Robbins: The concept of innocence |

Robbins: The concept of innocence

Recently, a local sheet had a headline that read like this: “Questioning Avon’s lawsuit against 5 innocent people?” The opinion piece was about a lawsuit between the town and a group of citizens in Avon.

This column is neither about the lawsuit itself nor about the general topic posed; to wit, can — or is it proper for — the town to sue, at least under the particular circumstances of the case. Instead, what caught my eye, was the headline itself, what it inferred about the law, and how that inference was developed in the column.

What is suggested — perhaps screamed — was that the citizens were “innocent” and should, therefore, not be sued. Which led me to sit down this morning and delve into the topic.

First of all, guilt or innocence has not the slightest blush, association, or alliance with civil suits. Second, “innocence” is not a concept in the law. And third, in the right venue, it is the proceeding itself that leads to the result. When wrongdoing is suspected, it is the process of the law that leads to the outcome of guilt or not.

Expanding on the first point, there are two broad areas of law: civil law and criminal law. Civil law deals with disputes between individuals although what an “individual” may be is writ large.
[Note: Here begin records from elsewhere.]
//! Workspace scanning and classification
//!
//! [`Classifier::scan`] walks a workspace root, prunes excluded directories,
//! and emits one [`Asset`] per file claimed by the rule catalog. The scan is
//! read-only and never aborts: per-file failures are logged and skipped.

use crate::asset::Asset;
use crate::rules::RuleSet;
use chrono::{DateTime, Utc};
use std::collections::BTreeMap;
use std::path::{Path, PathBuf};
use walkdir::WalkDir;

/// Directory-name substrings pruned from every scan
///
/// Matching is case-insensitive substring containment on directory names,
/// so `cache` also prunes `.pytest_cache` and the like.
pub const DEFAULT_EXCLUDES: &[&str] = &[
    ".git",
    ".hg",
    ".svn",
    "__pycache__",
    "node_modules",
    ".venv",
    "venv",
    "target",
    "temp",
    "tmp",
    "cache",
];

/// Errors raised for individual entries during a scan
///
/// These never escape [`Classifier::scan`]; they are logged at WARN and the
/// entry is skipped.
#[derive(Debug, thiserror::Error)]
pub enum ScanError {
    /// The walker failed to descend into or read an entry
    #[error("walk error: {0}")]
    Walk(#[from] walkdir::Error),

    /// File metadata could not be read (permissions, races)
    #[error("metadata unavailable for {path}: {source}")]
    Metadata {
        /// The file that could not be inspected
        path: PathBuf,
        /// Underlying walker error
        #[source]
        source: walkdir::Error,
    },
}

/// Rule-driven workspace scanner
#[derive(Debug, Clone)]
pub struct Classifier {
    rules: RuleSet,
    excludes: Vec<String>,
}

impl Classifier {
    /// Create a classifier with the default exclusion list
    #[must_use]
    pub fn new(rules: RuleSet) -> Self {
        Self {
            rules,
            excludes: DEFAULT_EXCLUDES.iter().map(|s| (*s).to_string()).collect(),
        }
    }

    /// Extend the exclusion list with additional directory-name substrings
    #[must_use]
    pub fn with_excludes<I, S>(mut self, extra: I) -> Self
    where
        I: IntoIterator<Item = S>,
        S: Into<String>,
    {
        for name in extra {
            let name = name.into().to_lowercase();
            if !name.is_empty() && !self.excludes.contains(&name) {
                self.excludes.push(name);
            }
        }
        self
    }

    /// The rule catalog driving this classifier
    #[inline]
    #[must_use]
    pub fn rules(&self) -> &RuleSet {
        &self.rules
    }

    /// Scan a workspace root and classify every matching file
    ///
    /// Deterministic for an unchanged tree: entries are visited in file-name
    /// order and the result is sorted by path. A file matching several rules
    /// is classified by the first matching rule only. Files the rules do not
    /// claim are ignored. Per-file errors are logged and skipped; the scan
    /// itself cannot fail.
    #[must_use]
    pub fn scan(&self, root: &Path) -> Vec<Asset> {
        let mut found: BTreeMap<PathBuf, Asset> = BTreeMap::new();

        let walker = WalkDir::new(root)
            .sort_by_file_name()
            .into_iter()
            .filter_entry(|entry| {
                entry.depth() == 0
                    || !entry.file_type().is_dir()
                    || !self.is_excluded(&entry.file_name().to_string_lossy())
            });

        for entry in walker {
            let entry = match entry {
                Ok(entry) => entry,
                Err(source) => {
                    let err = ScanError::Walk(source);
                    tracing::warn!(error = %err, "skipping unreadable entry");
                    continue;
                }
            };
            if !entry.file_type().is_file() {
                continue;
            }
            let name = entry.file_name().to_string_lossy();
            let Some(rule) = self.rules.first_match(&name) else {
                continue;
            };

            let metadata = match entry.metadata() {
                Ok(metadata) => metadata,
                Err(source) => {
                    let err = ScanError::Metadata {
                        path: entry.path().to_path_buf(),
                        source,
                    };
                    tracing::warn!(error = %err, "skipping file without metadata");
                    continue;
                }
            };
            let modified: DateTime<Utc> = metadata
                .modified()
                .map(DateTime::from)
                .unwrap_or_else(|_| Utc::now());

            let path = entry.path().to_path_buf();
            let relative = path.strip_prefix(root).unwrap_or(&path).to_path_buf();
            found.entry(path.clone()).or_insert_with(|| {
                Asset::new(
                    &relative,
                    path,
                    rule.asset_type,
                    rule.priority,
                    metadata.len(),
                    modified,
                )
            });
        }

        tracing::debug!(root = %root.display(), assets = found.len(), "scan complete");
        found.into_values().collect()
    }

    fn is_excluded(&self, dir_name: &str) -> bool {
        let lowered = dir_name.to_lowercase();
        self.excludes.iter().any(|ex| lowered.contains(ex))
    }
}

#[cfg(test)]
mod tests {
    use super::*;
    use crate::asset::{AssetType, Priority};
    use std::fs;
    use tempfile::TempDir;

    fn workspace(files: &[&str]) -> TempDir {
        let dir = TempDir::new().unwrap();
        for rel in files {
            let path = dir.path().join(rel);
            fs::create_dir_all(path.parent().unwrap()).unwrap();
            fs::write(&path, b"content").unwrap();
        }
        dir
    }

    #[test]
    fn scan_classifies_matching_files() {
        let ws = workspace(&["data/state.db", "scripts/run.py", "README.md"]);
        let assets = Classifier::new(RuleSet::standard()).scan(ws.path());

        assert_eq!(assets.len(), 3);
        let db = assets
            .iter()
            .find(|a| a.file_name() == "state.db")
            .unwrap();
        assert_eq!(db.asset_type, AssetType::Database);
        assert_eq!(db.priority, Priority::High);
    }

    #[test]
    fn scan_skips_excluded_directories() {
        let ws = workspace(&[
            "src/main.rs",
            ".git/config.toml",
            "__pycache__/mod.py",
            "node_modules/pkg/index.json",
            "build_cache/state.db",
        ]);
        let assets = Classifier::new(RuleSet::standard()).scan(ws.path());

        assert_eq!(assets.len(), 1);
        assert_eq!(assets[0].file_name(), "main.rs");
    }

    #[test]
    fn scan_ignores_unmatched_files() {
        let ws = workspace(&["blob.bin", "core.so"]);
        let assets = Classifier::new(RuleSet::standard()).scan(ws.path());
        assert!(assets.is_empty());
    }

    #[test]
    fn scan_is_deterministic_and_sorted() {
        let ws = workspace(&["b.py", "a.py", "sub/c.py"]);
        let classifier = Classifier::new(RuleSet::standard());
        let first = classifier.scan(ws.path());
        let second = classifier.scan(ws.path());

        assert_eq!(first, second);
        let paths: Vec<_> = first.iter().map(|a| a.path.clone()).collect();
        let mut sorted = paths.clone();
        sorted.sort();
        assert_eq!(paths, sorted);
    }

    #[test]
    fn scan_priorities_are_always_known() {
        let ws = workspace(&["a.db", "b.py", "c.md", "d.toml", "unified_x.sh"]);
        let assets = Classifier::new(RuleSet::standard()).scan(ws.path());

        assert_eq!(assets.len(), 5);
        for asset in &assets {
            assert!(Priority::ALL.contains(&asset.priority));
            assert!(asset.path.is_file());
        }
    }

    #[test]
    fn extra_excludes_prune_artifact_roots() {
        let ws = workspace(&["app.py", "disaster_recovery/backups/HIGH_app.py"]);
        let classifier =
            Classifier::new(RuleSet::standard()).with_excludes(["disaster_recovery"]);
        let assets = classifier.scan(ws.path());

        assert_eq!(assets.len(), 1);
        assert_eq!(assets[0].file_name(), "app.py");
    }
}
At law, an individual may be a living, breathing person, a corporation or other entity, a city, town, state or other governmental body, or nearly anything else that is separate and divisible from everything else. A corporation, trust, estate, or homeowner’s collective may be the party to a civil suit.
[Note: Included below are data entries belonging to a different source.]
impl AutomationHandle {
    /// Ask the run to stop at the next boundary. Returns immediately.
    pub fn abort(&self) {
        self.abort.abort();
    }

    /// Whether the worker has returned.
    #[must_use]
    pub fn is_finished(&self) -> bool {
        self.thread.is_finished()
    }

    /// Wait for the run to end.
    ///
    /// # Errors
    ///
    /// Returns the run's [`AutomationError`], or
    /// [`AutomationError::WorkerPanicked`] if the thread panicked.
    pub fn join(self) -> Result<RunSummary, AutomationError> {
        self.thread
            .join()
            .map_err(|_| AutomationError::WorkerPanicked)?
    }
}

/// Run `controller` on a dedicated thread.
#[must_use]
pub fn spawn_automation(mut controller: AutomationController) -> AutomationHandle {
    let abort = controller.abort_handle();
    let thread = std::thread::spawn(move || {
        let result = controller.run();
        if let Err(e) = &result {
            tracing::error!("automation ended: {e}");
        }
        result
    });
    AutomationHandle { abort, thread }
}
Criminal law is different. Rather than private disputes between legal “persons,” what criminal suits address is wrongs against the collective body of the “state.” That’s why, you might note, if you peek behind the curtain of the law, criminal cases are styled as “The People of the State of Name the State” versus “Name of the Person Who is Alleged to Have Committed the Offense.” In criminal cases, the victim(s) of a particular alleged crime notwithstanding, it is the state that has been offended. This is different than in a civil case where the case may be styled something more like Jones versus Smith, naming the individual disputants.
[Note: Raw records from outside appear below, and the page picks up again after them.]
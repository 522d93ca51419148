//! Embryo localization: the anatomical target keypoints.
//!
//! Two strategies share the same foreground extraction (the embryo is the
//! largest object in the band between the scissor gray level and
//! `embryo_gray_high`):
//!
//! - **Classical**: crop, fill, close, find the circular landmark, then
//!   centroid the dark tissue in the upper third and lower half of a
//!   vertical strip through the circle centre.
//! - **Learned**: crop, run the external segmenter, and sample the
//!   segmented body axis every somite height from the bottom up.

use std::sync::Arc;

use image::GrayImage;

use crate::canny::canny;
use crate::centroid::centroid;
use crate::circles::{detect_circles, mean_centre};
use crate::geometry::{crop_columns, crop_rows, crop_to_box, resize, resize_probability};
use crate::locator::{Locator, extract_foreground};
use crate::morphology::{close, fill_holes, open};
use crate::params::{EmbryoStrategy, TunableParameters};
use crate::segmenter::{Segmenter, check_shape};
use crate::threshold::{count_foreground, in_range, threshold_probability};
use crate::types::{
    Frame, Keypoint, KeypointTag, Located, LocatorError, PixelPoint, Region, Trace,
};

/// Locates the embryo's target keypoints.
///
/// The segmenter is only consulted by the learned strategy; without one,
/// that strategy fails with [`LocatorError::SegmenterUnavailable`].
#[derive(Clone, Default)]
pub struct EmbryoLocator {
    segmenter: Option<Arc<dyn Segmenter>>,
}

impl std::fmt::Debug for EmbryoLocator {
    fn fmt(&self, f: &mut std::fmt::Formatter<'_>) -> std::fmt::Result {
        f.debug_struct("EmbryoLocator")
            .field("segmenter", &self.segmenter.is_some())
            .finish()
    }
}

impl EmbryoLocator {
    /// Locator for the classical strategy only.
    #[must_use]
    pub const fn new() -> Self {
        Self { segmenter: None }
    }

    /// Locator that can also run the learned strategy.
    #[must_use]
    pub fn with_segmenter(segmenter: Arc<dyn Segmenter>) -> Self {
        Self {
            segmenter: Some(segmenter),
        }
    }
}

impl Locator for EmbryoLocator {
    fn locate(&self, frame: &Frame, params: &TunableParameters) -> Result<Located, LocatorError> {
        match params.embryo_strategy {
            EmbryoStrategy::Classical => locate_classical(frame.image(), params),
            EmbryoStrategy::Learned => {
                let segmenter = self.segmenter.as_deref().ok_or_else(|| {
                    LocatorError::SegmenterUnavailable("no segmenter configured".to_owned())
                })?;
                locate_learned(frame.image(), params, segmenter)
            }
        }
    }
}

#[allow(clippy::cast_possible_truncation, clippy::cast_sign_loss)]
fn locate_classical(image: &GrayImage, params: &TunableParameters) -> Result<Located, LocatorError> {
    let mut trace = Trace::new(params.keep_intermediates);
    let fg = extract_foreground(
        image,
        params.scissor_gray_level,
        params.embryo_gray_high,
        params,
        &mut trace,
    )?;

    let mask_crop = crop_to_box(&fg.mask, fg.bbox, params.embryo_crop_margin);
    let blur_crop = crop_to_box(&fg.blurred, fg.bbox, params.embryo_crop_margin);

    let filled = fill_holes(&mask_crop.image);
    trace.record("filled", &filled);
    let closed = close(&filled, params.closing);
    trace.record("closed", &closed);

    let shape_centre = centroid(&closed).ok_or(LocatorError::NoCentroid(Region::Shape))?;
    tracing::debug!(x = shape_centre.x, y = shape_centre.y, "embryo shape centroid");

    let edges = canny(&closed, params.canny_low, params.canny_high);
    trace.record("edges", &edges);

    let circles = detect_circles(&closed, &edges, &params.circle);
    let (circle_x, circle_y) = mean_centre(&circles).ok_or(LocatorError::NoCircleDetected)?;
    tracing::debug!(x = circle_x, y = circle_y, count = circles.len(), "landmark circle");

    let cx = circle_x.max(0.0) as u32;
    let strip = crop_columns(
        &blur_crop.image,
        cx.saturating_sub(params.strip_half_width),
        cx.saturating_add(params.strip_half_width),
    );
    let strip_mask = in_range(&strip.image, 0, params.embryo_gray_low);
    trace.record("strip", &strip_mask);

    let height = strip_mask.height();
    let upper = crop_rows(&strip_mask, 0, height / 3);
    let lower = crop_rows(&strip_mask, height / 2, height);

    let upper_open = open(&upper.image, params.opening);
    trace.record("upper", &upper_open);
    let lower_open = open(&lower.image, params.opening);
    trace.record("lower", &lower_open);

    // Crop chain: frame -> embryo crop -> strip -> sub-region.
    let to_frame = |sub_offset: PixelPoint, p: PixelPoint| {
        blur_crop.to_source(strip.to_source(p.offset(sub_offset.x, sub_offset.y)))
    };
    let lower_pt = centroid(&lower_open)
        .map(|p| to_frame(lower.offset, p))
        .ok_or(LocatorError::NoCentroid(Region::Lower))?;
    let upper_pt = centroid(&upper_open)
        .map(|p| to_frame(upper.offset, p))
        .ok_or(LocatorError::NoCentroid(Region::Upper))?;

    let midpoint = PixelPoint::new((lower_pt.x + upper_pt.x) / 2, lower_pt.y);
    let target = lower_pt.offset(params.target_bias_x, params.target_bias_y);

    let keypoints = vec![
        Keypoint::at(lower_pt, KeypointTag::Reference),
        Keypoint::at(upper_pt, KeypointTag::Reference),
        Keypoint::at(midpoint, KeypointTag::Reference),
        Keypoint::at(target, KeypointTag::Target),
    ];
    tracing::debug!(x = target.x, y = target.y, "embryo target located");
    Ok(trace.finish(keypoints))
}

fn locate_learned(
    image: &GrayImage,
    params: &TunableParameters,
    segmenter: &dyn Segmenter,
) -> Result<Located, LocatorError> {
    let mut trace = Trace::new(params.keep_intermediates);
    let fg = extract_foreground(
        image,
        params.scissor_gray_level,
        params.embryo_gray_high,
        params,
        &mut trace,
    )?;

    let crop = crop_to_box(&fg.normalized, fg.bbox, params.embryo_crop_margin);
    let (crop_w, crop_h) = crop.image.dimensions();
    let side = params.learned.input_size.max(1);
    let input = resize(&crop.image, side, side);

    let output = segmenter
        .segment(&input)
        .and_then(|map| check_shape(&input, &map).map(|()| map))
        .map_err(|e| LocatorError::SegmenterUnavailable(e.to_string()))?;
    let probability = resize_probability(&output, crop_w, crop_h);
    let mask = threshold_probability(&probability, params.learned.threshold);
    trace.record("segmented", &mask);
    let foreground = count_foreground(&mask);
    tracing::debug!(foreground, "segmentation thresholded");
    if foreground == 0 {
        return Err(LocatorError::EmptyMask);
    }

    let step = params.somite_step_px();
    let keypoints: Vec<Keypoint> = sample_body_axis(&mask, step)
        .ok_or(LocatorError::EmptyMask)?
        .into_iter()
        .map(|p| Keypoint::at(crop.to_source(p), KeypointTag::Target))
        .collect();
    tracing::debug!(count = keypoints.len(), step, "body-axis keypoints");
    Ok(trace.finish(keypoints))
}

/// Mean foreground column every `step` rows, from the bottom-most
/// foreground row upwards. The top-most row is an exclusive bound, so a
/// body spanning `n * step` rows yields `n` samples and a single-row
/// mask yields none.
///
/// Returns `None` for an empty mask.
#[allow(clippy::cast_possible_truncation, clippy::cast_possible_wrap)]
fn sample_body_axis(mask: &GrayImage, step: u32) -> Option<Vec<PixelPoint>> {
    let (width, height) = mask.dimensions();
    // Per-row foreground column sums, only for rows that have any.
    let rows: Vec<(u32, u64, u64)> = (0..height)
        .filter_map(|y| {
            let (count, sum) = (0..width)
                .filter(|&x| mask.get_pixel(x, y).0[0] > 0)
                .fold((0u64, 0u64), |(n, s), x| (n + 1, s + u64::from(x)));
            (count > 0).then_some((y, count, sum))
        })
        .collect();
    let (&(top, ..), &(bottom, ..)) = (rows.first()?, rows.last()?);

    let step = step.max(1);
    let mut samples = Vec::new();
    let mut y = bottom;
    while y > top {
        // Closest foreground row; ties go to the lower (larger y) row.
        if let Some(&(_, count, sum)) = rows
            .iter()
            .min_by_key(|(row, ..)| (row.abs_diff(y), u32::MAX - row))
        {
            samples.push(PixelPoint::new((sum / count) as i32, y as i32));
        }
        match y.checked_sub(step) {
            Some(next) => y = next,
            None => break,
        }
    }
    Some(samples)
}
Civil suits are generally resolved, if successful, by an award by the court of “damages.” Most times, “damages” amounts to money awarded from one of the disputants to the other. Sometimes damages are in the guise of other “relief” such as where the court may “declare” certain rights between the parties or order one party or the other to take — or abstain from taking — some act or another (known as “injunctive relief).

It is worth noting too, that in civil law, in many but not all circumstances, if the suit proceeds to trial, the trial may be “before the court” (that is, tried by a judge) or presented to a jury. This will lead, some day soon to another column about the court’s “equitable” and/or “legal” jurisdiction. Suffice it to say, for our purposes here, that some claims, depending on the nature of the claim, can be maintained before a jury and others cannot.

Criminal law is of a different stripe.

Criminal law deals with offenses against the state. Unlike civil law, the sine qua non of a criminal proceeding is punishment rather than, as in civil law, to compensate a party for a “loss.” If one is convicted of a crime, the piper of the state will be paid whether by incarceration, the payment of a fine, or both.

The Sixth Amendment to the United States Constitution assures one criminally accused to the right to a jury trial. Specifically, the Sixth provides that, “In all criminal prosecutions, the accused shall enjoy the right to a speedy and public trial by an impartial jury of the state and district wherein the crime shall have been committed.” In most places in these United States, minor offenses are tried to a jury of six and felonies are tried to a full panel of twelve jurors.

It is worth noting too, that procedures differ in the prosecution of civil cases as compared to criminal cases. As but one example of the distinction, there are encoded rules of civil procedure and wholly separate and distinct rules of criminal procedure. Similarly, a criminal accused is assured different rights than those embroiled in a private civil dispute.

At the end of the day, in civil proceedings, what is determined is who is right and who is wrong on which side of the dispute and, separately, what “damages” will make things right. In a criminal matter, what the outcome determines is that the accused is “guilty” or “not guilty.” One is never found “innocent.” That is a concept unknown to the criminal law.

So, after bloviating thusly, above, what, respectfully offended me about the headline was that the writer had it mixed up on three scores. First, a civil dispute — which is what the town of Avon imbroglio is all about — has not a wit to do with crime and punishment, guilt or innocence. Second, even if the matter did deal with a crime — which it emphatically does not — all the accused could hope for is a finding that he, she, or they were found to be “not guilty” rather than to be found “innocent.”

And lastly, the whole purpose of legal proceedings is to determine where the equities lie; if there is merit to a claim, one may not presume before the fat lady of the law sings, how it will all turn out. If there is a scintilla of traction to the claim(s), then the drama of judicial proceedings will need to play out to see where the chips will ultimately fall.